Saved entries:
/---
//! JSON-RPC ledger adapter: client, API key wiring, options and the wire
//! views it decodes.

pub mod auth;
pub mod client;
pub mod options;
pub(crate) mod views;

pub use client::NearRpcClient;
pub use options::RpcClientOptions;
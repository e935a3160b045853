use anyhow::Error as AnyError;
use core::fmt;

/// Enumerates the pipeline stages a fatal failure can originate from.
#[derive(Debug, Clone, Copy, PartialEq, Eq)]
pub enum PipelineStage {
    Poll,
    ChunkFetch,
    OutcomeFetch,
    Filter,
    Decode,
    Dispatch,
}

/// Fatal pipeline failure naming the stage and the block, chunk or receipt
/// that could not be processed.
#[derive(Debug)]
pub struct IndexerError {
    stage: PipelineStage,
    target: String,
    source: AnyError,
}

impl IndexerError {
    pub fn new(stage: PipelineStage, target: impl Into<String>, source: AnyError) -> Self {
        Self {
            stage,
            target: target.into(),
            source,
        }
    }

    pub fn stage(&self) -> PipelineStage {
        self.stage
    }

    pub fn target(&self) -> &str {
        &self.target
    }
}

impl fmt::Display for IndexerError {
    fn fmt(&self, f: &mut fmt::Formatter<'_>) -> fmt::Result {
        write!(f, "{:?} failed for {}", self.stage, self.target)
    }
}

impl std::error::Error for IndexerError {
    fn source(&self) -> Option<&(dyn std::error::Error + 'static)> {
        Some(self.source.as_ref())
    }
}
\---
PROBLEM DESCRIPTION: Would you output, from the records above, exactly the run of lines that starts at the line containing "views it decodes." and ends at the line containing "can originate from.", and only that run?

OUTPUT BELOW:
//! views it decodes.

pub mod auth;
pub mod client;
pub mod options;
pub(crate) mod views;

pub use client::NearRpcClient;
pub use options::RpcClientOptions;
repository e935a3160b045853
use anyhow::Error as AnyError;
use core::fmt;

/// Enumerates the pipeline stages a fatal failure can originate from.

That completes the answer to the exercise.